For a couple months back in 2003 I had a full-time job doing nothing but building InstallShield installers.  It was a pretty arduous process even for simple applications.

I wanted to build an installer for the Basternae Editor, which is a very simple program in that it doesn’t need any registry entries, license keys, services, or database objects.  It’s just data files and an executable.

This means that I really didn’t want to fire up my ancient (2003) copy of InstallShield to build an installer.  Instead I decided to give InnoSetup another chance.  I had tried it back when it was “brand spankin’ new” and didn’t really care for it, but that was a very very long time ago (before 2003).

I downloaded Inno Setup 5 and within minutes I was building an installer for the Basternae Editor.  I just ran through the wizard, added my files and executables, and fired it up.

Well, things were a little off on the first try — I wanted to run my app from the /bin directory and not the root program install directory.  Easy enough, the paths were right in front of me and I changed “{app}” to “{app}\bin” where it needed to be changed.

Next I found that it wasn’t using the executable’s directory as the working directory.  Yet again this was easy — I just added WorkingDir: “{app}\bin” to the icon setting and I’m good to go.  Total time spent building the installer, including Google searches and test install/uninstalls was about half an hour.  Nice.

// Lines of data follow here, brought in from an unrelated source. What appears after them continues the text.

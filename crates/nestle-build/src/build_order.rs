//! Build order computation by fixed-point relaxation
//!
//! Artifacts without requirements seed the resolved set. Each following scan
//! walks the artifacts in declaration order and resolves every artifact whose
//! requirements are all resolved, until a scan makes no progress. The result
//! is deterministic for a fixed input order.

use crate::artifact::Artifact;
use crate::error::GraphError;
use std::collections::{HashMap, HashSet};

/// Order `artifacts` so every artifact follows all of its requirements
pub fn topological_order(artifacts: &[Artifact]) -> Result<Vec<&Artifact>, GraphError> {
    let known: HashSet<&str> = artifacts.iter().map(Artifact::id).collect();
    for artifact in artifacts {
        if let Some(missing) = artifact
            .requirements()
            .into_iter()
            .find(|id| !known.contains(id))
        {
            return Err(GraphError::UnknownDependencyId {
                id: missing.to_string(),
                required_by: artifact.id().to_string(),
            });
        }
    }

    let mut resolved: HashSet<&str> = HashSet::new();
    let mut order: Vec<&Artifact> = Vec::with_capacity(artifacts.len());

    for artifact in artifacts {
        if artifact.requirements().is_empty() && resolved.insert(artifact.id()) {
            order.push(artifact);
        }
    }

    if order.is_empty() {
        return match artifacts.first() {
            None => Ok(order),
            Some(first) if is_single_cycle(artifacts) => {
                Err(GraphError::UnsatisfiedDependency(first.id().to_string()))
            }
            Some(_) => Err(GraphError::NoRoot),
        };
    }

    loop {
        let mut progressed = false;
        for artifact in artifacts {
            if resolved.contains(artifact.id()) {
                continue;
            }
            if artifact
                .requirements()
                .iter()
                .all(|id| resolved.contains(id))
            {
                resolved.insert(artifact.id());
                order.push(artifact);
                progressed = true;
            }
        }
        if !progressed {
            break;
        }
    }

    match artifacts
        .iter()
        .find(|artifact| !resolved.contains(artifact.id()))
    {
        Some(stuck) => Err(GraphError::UnsatisfiedDependency(stuck.id().to_string())),
        None => Ok(order),
    }
}

/// Whether every artifact reaches every other one through requirements
fn is_single_cycle(artifacts: &[Artifact]) -> bool {
    let mut forward: HashMap<&str, Vec<&str>> = HashMap::new();
    let mut backward: HashMap<&str, Vec<&str>> = HashMap::new();
    for artifact in artifacts {
        for requirement in artifact.requirements() {
            forward.entry(artifact.id()).or_default().push(requirement);
            backward.entry(requirement).or_default().push(artifact.id());
        }
    }

    let Some(start) = artifacts.first().map(Artifact::id) else {
        return false;
    };
    let total: HashSet<&str> = artifacts.iter().map(Artifact::id).collect();
    reachable(start, &forward) == total && reachable(start, &backward) == total
}

fn reachable<'a>(start: &'a str, edges: &HashMap<&'a str, Vec<&'a str>>) -> HashSet<&'a str> {
    let mut seen = HashSet::from([start]);
    let mut stack = vec![start];
    while let Some(node) = stack.pop() {
        for &next in edges.get(node).into_iter().flatten() {
            if seen.insert(next) {
                stack.push(next);
            }
        }
    }
    seen
}

#[cfg(test)]
mod tests {
    use super::*;
    use pretty_assertions::assert_eq;
    use proptest::prelude::*;

    fn single(id: &str, deps: &[&str]) -> Artifact {
        Artifact::single_archive(id, "", format!("{}.jar", id)).with_dependencies(deps.iter().copied())
    }

    fn ids<'a>(order: &[&'a Artifact]) -> Vec<&'a str> {
        order.iter().map(|artifact| artifact.id()).collect()
    }

    #[test]
    fn test_lib_before_app() {
        let artifacts = vec![
            Artifact::composite_archive("app", "", "app.jar").with_dependencies(["lib"]),
            single("lib", &[]),
        ];
        let order = topological_order(&artifacts).unwrap();
        assert_eq!(ids(&order), vec!["lib", "app"]);
    }

    #[test]
    fn test_empty_set() {
        assert!(topological_order(&[]).unwrap().is_empty());
    }

    #[test]
    fn test_diamond_keeps_declaration_order() {
        let artifacts = vec![
            single("top", &["left", "right"]),
            single("right", &["base"]),
            single("left", &["base"]),
            single("base", &[]),
        ];
        let order = topological_order(&artifacts).unwrap();
        assert_eq!(ids(&order), vec!["base", "right", "left", "top"]);
    }

    #[test]
    fn test_inner_artifacts_are_requirements() {
        let artifacts = vec![
            Artifact::composite_archive("app", "", "app.jar").with_inner(["classes"]),
            Artifact::directory("classes", "classes"),
        ];
        let order = topological_order(&artifacts).unwrap();
        assert_eq!(ids(&order), vec!["classes", "app"]);
    }

    #[test]
    fn test_two_artifact_cycle_is_unsatisfied() {
        let artifacts = vec![single("X", &["Y"]), single("Y", &["X"])];
        assert_eq!(
            topological_order(&artifacts).unwrap_err(),
            GraphError::UnsatisfiedDependency("X".to_string())
        );
    }

    #[test]
    fn test_no_root_without_single_cycle() {
        let artifacts = vec![single("a", &["b"]), single("b", &["a"]), single("c", &["a"])];
        assert_eq!(topological_order(&artifacts).unwrap_err(), GraphError::NoRoot);
    }

    #[test]
    fn test_cycle_behind_a_root_is_unsatisfied() {
        let artifacts = vec![
            single("root", &[]),
            single("p", &["root", "q"]),
            single("q", &["p"]),
        ];
        assert_eq!(
            topological_order(&artifacts).unwrap_err(),
            GraphError::UnsatisfiedDependency("p".to_string())
        );
    }

    #[test]
    fn test_unknown_dependency() {
        let artifacts = vec![single("app", &["ghost"])];
        assert_eq!(
            topological_order(&artifacts).unwrap_err(),
            GraphError::UnknownDependencyId {
                id: "ghost".to_string(),
                required_by: "app".to_string(),
            }
        );
    }

    /// Random DAG: artifact `i` may only depend on artifacts with smaller index
    fn dag() -> impl Strategy<Value = Vec<Artifact>> {
        (1usize..12)
            .prop_flat_map(|n| {
                let edges = (0..n)
                    .map(|i| proptest::collection::vec(any::<bool>(), i))
                    .collect::<Vec<_>>();
                let shuffle = Just((0..n).collect::<Vec<usize>>()).prop_shuffle();
                (Just(n), edges, shuffle)
            })
            .prop_map(|(n, edges, shuffle)| {
                let artifacts: Vec<Artifact> = (0..n)
                    .map(|i| {
                        let deps: Vec<String> = edges[i]
                            .iter()
                            .enumerate()
                            .filter(|(_, edge)| **edge)
                            .map(|(j, _)| format!("a{}", j))
                            .collect();
                        Artifact::single_archive(format!("a{}", i), "", format!("a{}.jar", i))
                            .with_dependencies(deps)
                    })
                    .collect();
                shuffle.into_iter().map(|i| artifacts[i].clone()).collect()
            })
    }

    proptest! {
        #[test]
        fn prop_every_artifact_follows_its_dependencies(artifacts in dag()) {
            let order = topological_order(&artifacts).unwrap();
            prop_assert_eq!(order.len(), artifacts.len());

            let position: HashMap<&str, usize> = order
                .iter()
                .enumerate()
                .map(|(i, artifact)| (artifact.id(), i))
                .collect();
            for artifact in &artifacts {
                for dep in artifact.dependencies() {
                    prop_assert!(position[dep.as_str()] < position[artifact.id()]);
                }
            }
        }
    }
}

The true test is whether it’s easy to maintain an install script.  I made a new build of the Basternae Editor today and wanted to update the installer.  The editor had no functional changes, just icons added to the menu so it’s a little clearer what button does what.

So I fire up InnoSetup, change the version at the top of the script from 0.39 to 0.40, hit “compile” and let it do its magic.  Seconds later I have a working install.  The best part is that this install cleanly installs over the top of an existing install, updates the listing in add/remove programs, and is COMPLETELY HASSLE FREE, a concept that was pretty alien to me given my InstallShield and WISE Installer experience.